ところが、一也が切り刻まれる一番の見所だというのに、スパイダーババンは蓋を閉めてしまいます。
悪人のくせに、肉片が飛び散る光景は見たくないのでしょうか。案外気の弱い奴です。
ていうか、本当に一也が死んだかどうか、その目で確認するべきでしょう。やっぱりD級怪人です。
■一也が見事に人斬り扇風機の中心軸に降り立ったころ、外では相性テストによる、最高の組み合わせの発表です。
ハルミは、よしおさんという23番の人とピッタリなのだそうです。
それを見て、よしおさんの彼女らしい女の人が「よしおさん、嫌だと言って!」と迫ります。

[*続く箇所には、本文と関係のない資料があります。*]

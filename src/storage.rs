use std::collections::HashMap;

use crate::key::Key;

/// A node's bucket: resource keys mapped to the identifier of the node serving them.
#[derive(Clone, Debug, Default)]
pub struct Bucket {
    data: HashMap<String, Key>,
}

impl Bucket {
    pub fn new() -> Self {
        Bucket {
            data: HashMap::new(),
        }
    }

    /// Upserts an entry. Returns the previous owner, if any.
    pub fn insert(&mut self, key: String, owner: Key) -> Option<Key> {
        self.data.insert(key, owner)
    }

    pub fn get(&self, key: &str) -> Option<Key> {
        self.data.get(key).cloned()
    }

    /// Returns every entry whose key hashes into the arc `(lo, hi]`.
    pub fn entries_in(&self, lo: &Key, hi: &Key) -> Vec<(String, Key)> {
        self.data
            .iter()
            .filter(|(key, _)| Key::hash(key.as_bytes()).between_inclusive_end(lo, hi))
            .map(|(key, owner)| (key.clone(), *owner))
            .collect()
    }

    /// Returns every entry whose key does not hash into the arc `(lo, hi]`.
    pub fn entries_outside(&self, lo: &Key, hi: &Key) -> Vec<(String, Key)> {
        self.data
            .iter()
            .filter(|(key, _)| !Key::hash(key.as_bytes()).between_inclusive_end(lo, hi))
            .map(|(key, owner)| (key.clone(), *owner))
            .collect()
    }

    pub fn entries(&self) -> Vec<(String, Key)> {
        self.data.iter().map(|(key, owner)| (key.clone(), *owner)).collect()
    }

    pub fn len(&self) -> usize {
        self.data.len()
    }

    pub fn is_empty(&self) -> bool {
        self.data.is_empty()
    }
}
use crate::key::Key;
use std::fmt::{Debug, Display, Formatter, Result};

/// A reference to a ring member. The member is not necessarily alive.
#[derive(PartialEq, Eq, Hash, Clone, Serialize, Deserialize)]
pub struct NodeData {
    pub addr: String,
    pub id: Key,
}

impl Debug for NodeData {
    fn fmt(&self, f: &mut Formatter) -> Result {
        write!(f, "{} - {:?}", self.addr, self.id)
    }
}

impl Display for NodeData {
    fn fmt(&self, f: &mut Formatter) -> Result {
        write!(f, "{} ({})", self.addr, self.id.short())
    }
}

impl NodeData {
    pub fn new(addr: &str, id: Key) -> Self {
        NodeData {
            addr: addr.to_string(),
            id,
        }
    }

    /// Constructs a `NodeData` whose id is the hash of its address.
    pub fn from_address(addr: &str) -> Self {
        NodeData::new(addr, Key::hash(addr.as_bytes()))
    }
}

正直、この女性よりハルミさんの方が美人なので、心変わりする可能性はありそうです。
その後、めでたく9組の新カップルができたところで、スーパー1の登場。
スーパー1は、スパイダーババンが空中に立っていたタネ明かしをします。スパイダーババンは、空中に張り巡らせた特殊な蜘蛛糸の上に立っていたそうです。
ただ、その蜘蛛糸が一体どこに繋がっていてのかは、全くの謎です。
■スーパー1は、土蜘蛛ファイター隊を蹴散らし、スパイダーババンと対決。
スパイダーババンは、カッコつけてバク転を披露しますが、スーパー1を見失ったあげく、ジャンプで先を越していたスーパー1にやられます。しょせんはクモ。
そして、スーパー1の汚いブーツの底にひるんだ隙に、スーパーライダー閃光キックを受け「テラーマクロ!」と言って爆発です。
大根を粗末にした報いと知るがいいです。
あ、そういえば今回、テラーマクロ出てきませんでした。
■スーパー1はリア充たちに「みんな、ドグマの検査なんか気にするな!幸せになるのも不幸せになるのも、君たち自身の責任だ!」と言います。
とはいえ、おそらく元の組み合わせとドグマの組み合わせが一致したリア充は一組もなかったようなので、少なからずリア充たちの心に亀裂を生み、溝を作ることでしょう。
そんな中、ひとり相手なしで「私はこれからだわ!」というハルミ。
ん?いやちょっと待てよ。さっきは確か男女同数だったはず。それでハルミが余っているということは、ここのどこかに「ぼっち」の男がひとりいるはずだが…。
そんなことお構いなしに「みんな、幸せを祈る!」と言って去っていくスーパー1。
おまえに言われたないわい。
で、ここまでくると、ドグマ式相性テストNo.1の内容が気になりながら今回は終わりです。
ちなみに、スーパー1と土蜘蛛ファイターとの戦いは、かなり昔に東映から発売されたビデオ「東映怪人大百科・怪人編」に使われていました。
あと、ロケに使われた「研究所」は、のちの東映特撮作品、特にレスキューポリスシリーズで頻繁に登場する、高崎金属工業というところ。あるインタビューで「仮面ライダーBLACK」及び「RX」の倉田てつをさんは、この場所のことを「思い出たっぷり」に語ってました…。